"At Ho Bee Land, we create with tomorrow in mind, with the aim to build a sustainable and better future for the next generation. The Ho Bee Professorship in Sustainability Management at SMU – awarded to Associate Professor Hao Liang – will advance our collective knowledge and expertise in this exciting and important field of study, for the long-term benefit of the community at large."
- Dr Chua Thian Poh, Executive Chairman, Ho Bee Land
Associate Professor of Finance Hao Liang has been studying sustainable finance almost from the start of his academic career. In 2016, just a year after he obtained his PhD, he co-authored the article “Socially Responsible Firms,” which was published in the Journal of Financial Economics.
Since then, he has published more than 10 other articles in refereed journals on various topics related to sustainable finance.
In July 2023, that focus paid off when Prof Liang received the Ho Bee Professorship in Sustainability Management. The award recognises Prof Liang’s research expertise and contributions in the area of Sustainability Management. The award was instituted by Ho Bee Land Limited in 2007 and amended in March 2023.
Sustainable finance is a field of finance whose goals are investing for long-term social and environmental sustainability, eschewing diversification in undesirable and unsustainable industries, and maximising the welfare of stakeholders, the environment, and society, while achieving financial value.
Prof Liang’s interest in this field dates back to his days as an undergraduate pursuing a degree in business administration at Nankai University in China.

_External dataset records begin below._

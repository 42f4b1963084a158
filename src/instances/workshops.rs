//! # Bus-to-Timeslot-to-Workshop Instances
//!
//! Every bus is assigned to one workshop during one timeslot. Buses sharing
//! passengers should not be serviced during the same timeslot. The input file
//! starts with the dimensions, followed by the shared-passenger matrix and the
//! workshop availability matrix:
//!
//! ```text
//! <n_timeslots> <m_buses> <u_workshops>
//! <c_11> ... <c_1m>
//! ...
//! <c_m1> ... <c_mm>
//! <o_11> ... <o_1u>
//! ...
//! <o_n1> ... <o_nu>
//! ```

use super::{
    fio::{
        self,
        mathprog::{DataDocument, Declaration},
        report::VarPattern,
    },
    pairs, range_len, Instance,
};
use crate::types::WorkshopPlan;

/// An instance of the bus-to-timeslot-to-workshop model
#[derive(Debug, Clone, PartialEq)]
pub struct WorkshopInstance {
    n_slots: usize,
    n_buses: usize,
    n_workshops: usize,
    /// Passengers shared by two buses, `m x m`
    shared: Vec<Vec<f64>>,
    /// Whether a workshop is open during a timeslot, `n x u`
    availability: Vec<Vec<i64>>,
}

impl WorkshopInstance {
    /// The number of timeslots
    #[must_use]
    pub fn n_slots(&self) -> usize {
        self.n_slots
    }

    /// The number of buses
    #[must_use]
    pub fn n_buses(&self) -> usize {
        self.n_buses
    }

    /// The number of workshops
    #[must_use]
    pub fn n_workshops(&self) -> usize {
        self.n_workshops
    }
}

impl Instance for WorkshopInstance {
    type Plan = WorkshopPlan;

    const MODEL_FILE: &'static str = "parte-2-2.mod";

    const INPUT_FORMAT: &'static str =
        "<n> <m> <u> / m rows <c_a1 ... c_am> / n rows <o_f1 ... o_fu>";

    const VARIABLES: &'static [VarPattern] = &[VarPattern::new("Asignado", 3)];

    const REQUIRES_STATUS: bool = true;

    fn from_lines<S: AsRef<str>>(lines: &[S]) -> Result<Self, fio::Error> {
        let Some(first) = lines.first() else {
            return Err(fio::Error::LineCount {
                expected: 1,
                found: 0,
            });
        };
        let header = fio::parse_exact(first.as_ref(), 1, 3)?;
        let n_slots = fio::to_count(header[0], 1, "number of timeslots")?;
        let n_buses = fio::to_count(header[1], 1, "number of buses")?;
        let n_workshops = fio::to_count(header[2], 1, "number of workshops")?;
        let expected = 1 + n_buses + n_slots;
        if lines.len() != expected {
            return Err(fio::Error::LineCount {
                expected,
                found: lines.len(),
            });
        }
        // line numbers are 1-based and the header is line 1
        let shared = lines[1..=n_buses]
            .iter()
            .enumerate()
            .map(|(idx, line)| fio::parse_exact(line.as_ref(), idx + 2, n_buses))
            .collect::<Result<Vec<_>, _>>()?;
        let availability = lines[n_buses + 1..]
            .iter()
            .enumerate()
            .map(|(idx, line)| {
                let row = fio::parse_exact(line.as_ref(), idx + n_buses + 2, n_workshops)?;
                Ok(row
                    .into_iter()
                    .map(|val| val.round_ties_even() as i64)
                    .collect::<Vec<_>>())
            })
            .collect::<Result<Vec<_>, fio::Error>>()?;
        log::info!(
            "read instance with {n_slots} timeslots, {n_buses} buses and {n_workshops} workshops"
        );
        Ok(WorkshopInstance {
            n_slots,
            n_buses,
            n_workshops,
            shared,
            availability,
        })
    }

    fn to_data(&self) -> DataDocument {
        let availability: Vec<Vec<f64>> = self
            .availability
            .iter()
            .map(|row| row.iter().map(|&val| val as f64).collect())
            .collect();
        let mut doc = DataDocument::new();
        doc.push(Declaration::range_set("Autobuses", self.n_buses));
        doc.push(Declaration::range_set("Franjas", self.n_slots));
        doc.push(Declaration::range_set("Talleres", self.n_workshops));
        doc.push(Declaration::matrix("suma_pasajeros", &self.shared));
        doc.push(Declaration::Comment(String::from(
            "matriz que representa la suma de pasajeros de los autobuses a y b",
        )));
        doc.push(Declaration::matrix("disponibilidad", &availability));
        doc.push(Declaration::Comment(String::from(
            "matriz que representa la disponibilidad de franjas en cada taller, filas = franjas, columnas = talleres",
        )));
        doc
    }

    fn from_data(doc: &DataDocument) -> anyhow::Result<Self> {
        let n_buses = range_len(doc, "Autobuses")?;
        let n_slots = range_len(doc, "Franjas")?;
        let n_workshops = range_len(doc, "Talleres")?;
        let availability: Vec<Vec<i64>> = doc
            .matrix("disponibilidad", n_slots, n_workshops)?
            .into_iter()
            .map(|row| row.into_iter().map(|val| val as i64).collect())
            .collect();
        Ok(WorkshopInstance {
            n_slots,
            n_buses,
            n_workshops,
            shared: doc.matrix("suma_pasajeros", n_buses, n_buses)?,
            availability,
        })
    }

    /// One variable per bus, timeslot and workshop plus one per unordered bus
    /// pair and timeslot marking that both buses are serviced in that timeslot
    fn n_vars(&self) -> u64 {
        let (n, m, u) = self.dims();
        m * n * u + pairs(m) * n
    }

    /// One assignment constraint per bus, one capacity constraint per timeslot
    /// and workshop, one availability constraint per bus, timeslot and workshop,
    /// and three linking constraints per unordered bus pair and timeslot
    fn n_constrs(&self) -> u64 {
        let (n, m, u) = self.dims();
        m + n * u + m * n * u + 3 * pairs(m) * n
    }
}

impl WorkshopInstance {
    fn dims(&self) -> (u64, u64, u64) {
        (
            self.n_slots as u64,
            self.n_buses as u64,
            self.n_workshops as u64,
        )
    }
}
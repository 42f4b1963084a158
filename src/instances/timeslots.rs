//! # Bus-to-Timeslot Instances
//!
//! Every bus is either assigned to one timeslot or left unassigned. The input
//! file has four lines:
//!
//! ```text
//! <n_timeslots> <m_buses>
//! <cost_per_distance> <cost_per_passenger>
//! <distance_1> ... <distance_m>
//! <passengers_1> ... <passengers_m>
//! ```

use super::{
    fio::{
        self,
        mathprog::{DataDocument, Declaration},
        report::VarPattern,
    },
    range_len, Instance,
};
use crate::types::TimeslotPlan;

const N_LINES: usize = 4;

/// An instance of the bus-to-timeslot model
#[derive(Debug, Clone, PartialEq)]
pub struct TimeslotInstance {
    n_slots: usize,
    dist_cost: f64,
    pass_cost: f64,
    distances: Vec<f64>,
    passengers: Vec<f64>,
}

impl TimeslotInstance {
    /// The number of timeslots
    #[must_use]
    pub fn n_slots(&self) -> usize {
        self.n_slots
    }

    /// The number of buses
    #[must_use]
    pub fn n_buses(&self) -> usize {
        self.distances.len()
    }
}

impl Instance for TimeslotInstance {
    type Plan = TimeslotPlan;

    const MODEL_FILE: &'static str = "parte-2-1.mod";

    const INPUT_FORMAT: &'static str = "<n> <m> / <kd> <kp> / <d1 ... dm> / <p1 ... pm>";

    const VARIABLES: &'static [VarPattern] = &[
        VarPattern::new("asignado", 2),
        VarPattern::new("sin_asignar", 1),
    ];

    const REQUIRES_STATUS: bool = false;

    fn from_lines<S: AsRef<str>>(lines: &[S]) -> Result<Self, fio::Error> {
        let line = |idx: usize| lines[idx].as_ref();
        if lines.is_empty() {
            return Err(fio::Error::LineCount {
                expected: N_LINES,
                found: 0,
            });
        }
        let header = fio::parse_exact(line(0), 1, 2)?;
        let n_slots = fio::to_count(header[0], 1, "number of timeslots")?;
        let n_buses = fio::to_count(header[1], 1, "number of buses")?;
        if lines.len() != N_LINES {
            return Err(fio::Error::LineCount {
                expected: N_LINES,
                found: lines.len(),
            });
        }
        let costs = fio::parse_exact(line(1), 2, 2)?;
        let distances = fio::parse_exact(line(2), 3, n_buses)?;
        let passengers = fio::parse_exact(line(3), 4, n_buses)?;
        log::info!("read instance with {n_slots} timeslots and {n_buses} buses");
        Ok(TimeslotInstance {
            n_slots,
            dist_cost: costs[0],
            pass_cost: costs[1],
            distances,
            passengers,
        })
    }

    fn to_data(&self) -> DataDocument {
        let mut doc = DataDocument::new();
        doc.push(Declaration::range_set("Autobuses", self.n_buses()));
        doc.push(Declaration::range_set("Franjas", self.n_slots));
        doc.push(Declaration::scalar("coste_distancia", self.dist_cost));
        doc.push(Declaration::scalar("coste_pasajeros", self.pass_cost));
        doc.push(Declaration::vector("distancia", &self.distances));
        doc.push(Declaration::vector("pasajero", &self.passengers));
        doc
    }

    fn from_data(doc: &DataDocument) -> anyhow::Result<Self> {
        let n_buses = range_len(doc, "Autobuses")?;
        Ok(TimeslotInstance {
            n_slots: range_len(doc, "Franjas")?,
            dist_cost: doc.scalar("coste_distancia")?,
            pass_cost: doc.scalar("coste_pasajeros")?,
            distances: doc.vector("distancia", n_buses)?,
            passengers: doc.vector("pasajero", n_buses)?,
        })
    }

    /// One variable per bus and timeslot plus one per bus for leaving it
    /// unassigned
    fn n_vars(&self) -> u64 {
        let (n, m) = (self.n_slots as u64, self.n_buses() as u64);
        m * n + m
    }

    /// One constraint per bus and one per timeslot
    fn n_constrs(&self) -> u64 {
        (self.n_buses() + self.n_slots) as u64
    }
}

At the time, the financial world was in the throes of the global financial crisis triggered by US subprime loans going awry.
The aftermath of the crisis had tipped the global economy into a worldwide recession. It also prompted Prof Liang to switch to academia and look into how to not only to navigate and avoid potential financial reefs and wreckage, but also how to better employ financial tools to invest and enhance economic sustainability.
“I began to think deeper about the role of finance and consider how finance could be a tool to serve society and how it can play a role in promoting sustainability,” Prof Liang recalled.
That led him on a journey to obtaining a doctorate in Finance at Tilburg University in the Netherlands and eventually to joining LKCSB in 2015.
Because of his expertise in sustainable finance, he has consulted for a number of financial institutions and companies, including those in Singapore and China. Among other things, he has helped a bank to establish a framework for measuring the environmental and social impact of its loans.
He does all this while continuing to do research and to publish. His most recent paper “Responsible Hedge Funds”, published in the Review of Finance in 2022, examines the performances of hedge funds managed by signatories of the United Nation’s Principles for Responsible Investment (PRI).
The paper found that while funds that endorse PRI often attract substantially larger investor inflows, driven in part by a distortion in supply and demand conditions for ‘green stocks’, most of them actually underperform traditional hedge funds by 2.45% per annum despite holding fairly similar portfolios.
This paper was co-authored with Assoc Prof Lin Sun of the Fanhai International School of Finance at Fudan University and LKCSB Deputy Dean Melvyn Teo, who is also the Lee Kong Chian Professor of Finance.
Prof Liang is currently working on a paper related to “greenwashing”. This is a practice where businesses claim to be, or appear to be, complying with domestic emission standards in their own country. In reality, they are actually achieving this by offshoring or outsourcing production (and hence actual cumulative emissions) to suppliers in their supply chains.
He cites the examples of electric vehicles (EV) and palm oil companies where it is imperative for lenders, investors and consumers to assess if the combined economic, financial and non-financial (such as labour-related issues) impacts are net positive or negative based on the UN PRIs. Overall, if all factors are assessed, are collective carbon emissions substantially reduced?
He also feels that companies need a better way to measure their performance. “While there are numerous ESG ratings and metrics, they have often been criticized for been insufficient in transparency as well as not reflecting stakeholders’ welfare,” he said.
Prof Liang proposed three criteria for assessment – intentionality, return and measurability – to determine the true overall sustainability impact by striking a balance between financial returns and positive social and environmental impacts.
He is now looking at ways to integrate the various existing frameworks into a more coherent and overarching one, which he calls it the Impact-Weighted Accounts framework (IWAF).
This framework has been co-developed and fine-tuned by the Singapore Green Finance Centre (SGFC), where Prof Liang is Co-Director, together with Harvard Business School, and the Impact Institute in Amsterdam.
The IWAF co-opts the key ingredients from existing frameworks and Prof Liang hopes it will provide companies with the incentive and ability to quantify or, in other words, monetize the overall ESG impact of their businesses alongside their balance sheets. This will allow others to compare and assess the net impact in monetary terms and help to better facilitate the decision-making process when investing or giving out loans.